A fronte della terribile efficacia e apparente inarrestabilità del processo di colonizzazione israeliana, viene da chiedersi se abbia ancora senso parlare della possibilità di creare in Israele/Palestina due stati (per due popoli). Quello della “soluzione dei due Stati” è un mantra decennale. C’è tuttavia chi sostiene che sia tempo di fare un passo oltre, semplicemente perché questa opzione non è più praticabile in forme accettabili, proprio per effetto di mezzo secolo di colonizzazione israeliana. Continuare a parlare della ridivisione di Israele/Palestina (e di Gerusalemme) più o meno lungo il perimetro della cosiddetta Linea Verde – il confine che separava Israele dai territori palestinesi prima della guerra del 1967 e della successiva occupazione israeliana della Cisgiordania – non solo non ha più senso, ma rischia di essere deleterio. Ostacola infatti l’emergere di altre proposte.

Tra queste, quella sostenuta da una rete di intellettuali, accademici e attivisti israeliani e palestinesi (riuniti sotto lo slogan di One State Campaign) è la creazione di un unico stato democratico nell’intero territorio di Israele/Palestina. Su questo territorio, infatti, c’è già de facto un unico stato che governa. Ed è quello israeliano – l’autorità palestinese è talmente limitata in termini di potere e aree controllate da essere quasi insignificante. Ma lo stato israeliano che oggi governa Israele/Palestina non è uno stato realmente democratico. Si tratta – per usare le parole di un noto studioso israeliano, Oren Yiftachel – di una etnocrazia, ossia di uno stato che garantisce e promuove la supremazia e il dominio di un gruppo (gli ebrei-israeliani) su un altro (gli arabo-palestinesi). Ciò avviene tanto all’interno dei confini legittimi di Israele (in cui gli arabo-israeliani sono cittadini di seconda classe da molti punti di vista), quando all’interno dei territori palestinesi occupati.
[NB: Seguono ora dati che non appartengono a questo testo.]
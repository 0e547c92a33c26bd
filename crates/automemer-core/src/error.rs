//! Error types for automemer-core.

use thiserror::Error;

/// Result type alias using automemer-core Error
pub type Result<T> = std::result::Result<T, Error>;

/// Core error types for automemer operations
#[derive(Error, Debug)]
pub enum Error {
    // Archive errors
    #[cfg(feature = "db")]
    #[error("Database error: {0}")]
    Database(#[from] rusqlite::Error),

    #[error("Store lock poisoned")]
    LockPoisoned,

    // Content source errors
    #[error("Access to /r/{0} is forbidden")]
    Forbidden(String),

    #[error("Not found: {0}")]
    NotFound(String),

    #[error("Content source error: {0}")]
    Source(String),

    // Chat platform errors
    #[error("Chat platform error: {0}")]
    Chat(String),

    #[error("Chat transport closed: {0}")]
    TransportClosed(String),

    // Settings errors
    #[error("Invalid settings: {0}")]
    InvalidSettings(String),

    // IO errors
    #[error("IO error: {0}")]
    Io(#[from] std::io::Error),

    // Serialization errors
    #[error("Serialization error: {0}")]
    Serialization(#[from] serde_json::Error),

    // Generic errors
    #[error("{0}")]
    Other(String),
}

impl Error {
    /// Create a content source error
    pub fn source(message: impl Into<String>) -> Self {
        Self::Source(message.into())
    }

    /// Create a chat platform error
    pub fn chat(message: impl Into<String>) -> Self {
        Self::Chat(message.into())
    }

    /// Create a transport-closed error
    pub fn transport_closed(message: impl Into<String>) -> Self {
        Self::TransportClosed(message.into())
    }

    /// Check if the chat connection was lost
    pub fn is_transport_closed(&self) -> bool {
        matches!(self, Self::TransportClosed(_))
    }

    /// Check if a visibility lookup was refused
    pub fn is_forbidden(&self) -> bool {
        matches!(self, Self::Forbidden(_))
    }
}
//! The meme lifecycle: ingestion into the archive and staging set, and
//! threshold-gated release into the outbound queue.

pub mod ingest;
pub mod release;

pub use ingest::{IngestProgress, IngestReport, Ingestor, ProgressFn};
pub use release::{MemeCounts, ReleaseEngine, ReleaseReport, format_meme_message};
impl ReleaseReport {
    pub fn remaining_budget(&self) -> usize {
        self.budget - self.released.len()
    }
}

/// Render a meme as the message posted to the meme channel.
pub fn format_meme_message(meme: &MemeRecord) -> String {
    format!(
        "*{}* _(from /r/{})_ `{}`\n{}",
        meme.title.trim_matches('*'),
        meme.source.trim_matches('_'),
        thousands(meme.highest_score),
        meme.url
    )
}

/// `12345` -> `12,345`
fn thousands(n: i64) -> String {
    let digits = n.unsigned_abs().to_string();
    let mut out = String::with_capacity(digits.len() + digits.len() / 3 + 1);
    if n < 0 {
        out.push('-');
    }
    for (i, c) in digits.chars().enumerate() {
        if i > 0 && (digits.len() - i) % 3 == 0 {
            out.push(',');
        }
        out.push(c);
    }
    out
}

/// Round-robin queues of staged memes, one per sub, oldest first.
///
/// Sub order is the order of first appearance when all staged memes are
/// sorted by creation time.
fn partition_by_source(mut memes: Vec<MemeRecord>) -> Vec<VecDeque<MemeRecord>> {
    memes.sort_by(|a, b| a.created_at.cmp(&b.created_at));

    let mut order: Vec<String> = Vec::new();
    let mut queues: BTreeMap<String, VecDeque<MemeRecord>> = BTreeMap::new();
    for meme in memes {
        let key = meme.source_key();
        if !queues.contains_key(&key) {
            order.push(key.clone());
        }
        queues.entry(key).or_default().push_back(meme);
    }

    order
        .into_iter()
        .filter_map(|key| queues.remove(&key))
        .collect()
}
//! Command implementations for the automemer CLI.
//!
//! Each submodule implements one subcommand.

pub mod run;
pub mod scrape;
pub mod settings;

use crate::config::Config;
use anyhow::{Context, Result};
use automemer_core::source::RedditClient;
use automemer_core::{Database, SettingsStore, StagingStore};
use std::sync::Arc;

/// The on-disk stores every subcommand works against.
pub struct Stores {
    pub settings: Arc<SettingsStore>,
    pub staging: Arc<StagingStore>,
    pub archive: Arc<Database>,
}

/// Create the data directory and open (or create) all three stores.
pub fn open_stores(config: &Config) -> Result<Stores> {
    config.ensure_dirs()?;

    let settings = Arc::new(SettingsStore::new(config.settings_path()));
    settings
        .ensure_exists()
        .context("Failed to initialise settings")?;

    let staging = Arc::new(StagingStore::new(config.staging_path()));
    staging
        .ensure_exists()
        .context("Failed to initialise staging")?;

    let archive_path = config.archive_path();
    let archive = Arc::new(
        Database::open(&archive_path)
            .with_context(|| format!("Failed to open archive {}", archive_path.display()))?,
    );

    Ok(Stores {
        settings,
        staging,
        archive,
    })
}

pub fn reddit_client(config: &Config) -> Result<RedditClient> {
    RedditClient::with_base_url(&config.reddit.base_url, &config.reddit.user_agent)
        .context("Failed to build Reddit client")
}
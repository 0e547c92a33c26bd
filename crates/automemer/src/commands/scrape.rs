//! `automemer scrape`: one ingestion pass, then exit.

use super::{open_stores, reddit_client};
use crate::config::Config;
use anyhow::{Context, Result};
use automemer_core::Ingestor;
use automemer_core::pipeline::{IngestProgress, ProgressFn};
use indicatif::{ProgressBar, ProgressStyle};
use std::sync::Arc;
use std::time::Duration;

pub async fn execute(config: &Config, progress: bool) -> Result<()> {
    let stores = open_stores(config)?;
    let source = Arc::new(reddit_client(config)?);

    let mut ingestor = Ingestor::new(
        source,
        stores.archive.clone(),
        stores.settings.clone(),
        stores.staging.clone(),
    );

    let bar = if progress {
        let bar = create_progress_bar()?;
        ingestor = ingestor.with_progress(progress_reporter(bar.clone()));
        Some(bar)
    } else {
        None
    };

    let result = ingestor.run().await;
    if let Some(bar) = bar {
        bar.finish_and_clear();
    }
    let report = result.context("Ingestion failed")?;

    println!("{}", report);
    if !report.skipped_sources.is_empty() {
        println!("Skipped: {}", report.skipped_sources.join(", "));
    }
    println!("Archive now holds {} memes", stores.archive.count()?);
    Ok(())
}

/// A bar over the watched subs; its length is set once ingestion starts.
fn create_progress_bar() -> Result<ProgressBar> {
    let pb = ProgressBar::new(0);
    pb.set_style(
        ProgressStyle::default_bar()
            .tick_chars("⠋⠙⠹⠸⠼⠴⠦⠧⠇⠏")
            .template("{spinner:.green} [{bar:40.green/dim}] {pos}/{len} {msg}")?
            .progress_chars("█▓░"),
    );
    pb.enable_steady_tick(Duration::from_millis(100));
    Ok(pb)
}

fn progress_reporter(bar: ProgressBar) -> ProgressFn {
    Arc::new(move |event: IngestProgress<'_>| match event {
        IngestProgress::Started { sources } => bar.set_length(sources as u64),
        IngestProgress::Fetched { sub, posts } => {
            bar.set_message(format!("/r/{sub} ({posts} posts)"));
            bar.inc(1);
        }
        IngestProgress::Merging => bar.set_message("merging"),
    })
}
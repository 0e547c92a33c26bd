//! Chat platform seam: event polling, posting and the user directory.

#[cfg(feature = "client")]
pub mod slack;

#[cfg(feature = "client")]
pub use slack::SlackClient;

use crate::error::Result;
use crate::types::{ChatEvent, OutboundMessage};
use async_trait::async_trait;
use chrono::{DateTime, Utc};
use serde::{Deserialize, Serialize};

/// Connection to the chat platform.
#[async_trait]
pub trait ChatPlatform: Send + Sync {
    /// Establish (or re-establish) the session.
    ///
    /// `Ok(false)` means the platform rejected the credentials.
    async fn connect(&self) -> Result<bool>;

    /// Events received since the previous poll, oldest first. Never blocks
    /// waiting for new events.
    async fn poll_events(&self) -> Result<Vec<ChatEvent>>;

    async fn post_message(&self, message: &OutboundMessage) -> Result<()>;

    async fn list_users(&self) -> Result<UserDirectory>;
}

#[derive(Debug, Clone, Default, PartialEq, Serialize, Deserialize)]
pub struct UserProfile {
    #[serde(default)]
    pub real_name: Option<String>,
}

#[derive(Debug, Clone, PartialEq, Serialize, Deserialize)]
pub struct Member {
    pub id: String,
    #[serde(default)]
    pub name: Option<String>,
    #[serde(default)]
    pub profile: Option<UserProfile>,
}

/// Snapshot of the workspace's members.
#[derive(Debug, Clone, Default, PartialEq, Serialize, Deserialize)]
pub struct UserDirectory {
    #[serde(default)]
    pub members: Vec<Member>,
}

impl UserDirectory {
    /// Best display name for a user id: handle, then real name, then the id.
    pub fn display_name(&self, user_id: &str) -> String {
        self.members
            .iter()
            .find(|m| m.id == user_id)
            .and_then(|m| {
                m.name
                    .clone()
                    .or_else(|| m.profile.as_ref().and_then(|p| p.real_name.clone()))
            })
            .unwrap_or_else(|| user_id.to_string())
    }
}

/// Text addressed to the bot, if `text` mentions it.
///
/// Returns what follows the first `<@BOT_ID>` (up to any second mention),
/// trimmed.
pub fn extract_mention(text: &str, bot_id: &str) -> Option<String> {
    let at_bot = format!("<@{}>", bot_id);
    text.split(at_bot.as_str())
        .nth(1)
        .map(|rest| rest.trim().to_string())
}

/// Attach locally resolved metadata to a freshly polled event.
pub fn annotate(event: &mut ChatEvent, users: &UserDirectory, bot_id: &str, now: DateTime<Utc>) {
    event.received_at = Some(now);
    if let Some(user) = &event.user {
        event.username = Some(users.display_name(user));
    }
    event.mention = event
        .text
        .as_deref()
        .and_then(|text| extract_mention(text, bot_id));
}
È su questo sfondo che il nuovo orizzonte politico per chi vuole una soluzione pacifica e giusta per quella terra dovrebbe essere la costituzione di un’unica democrazia costituzionale in Israele/Palestina, che assicuri a tutti i cittadini uguali diritti, libertà e sicurezza, senza discriminazione alcuna basata su etnia, appartenenza culturale o altro. Uno stato che garantisca la protezione dei diritti dei diversi gruppi che abitano l’area, senza che alcun gruppo ne controlli o domini un altro. Uno stato che cerchi di garantire giustizia economica e sociale per gruppi (gli ebrei-israeliani e gli arabo-palestinesi) che partono da una situazione economica radicalmente squilibrata – anche e soprattutto a causa dell’occupazione militare israeliana. È sicuramente una soluzione politica non facile da attuare (ma quale lo è?).  Tuttavia, per lo meno, delinea una prospettiva di uscita, possibile e giusta, dal vicolo cieco nel quale la colonizzazione israeliana ha cacciato le prospettive di pace nell’area.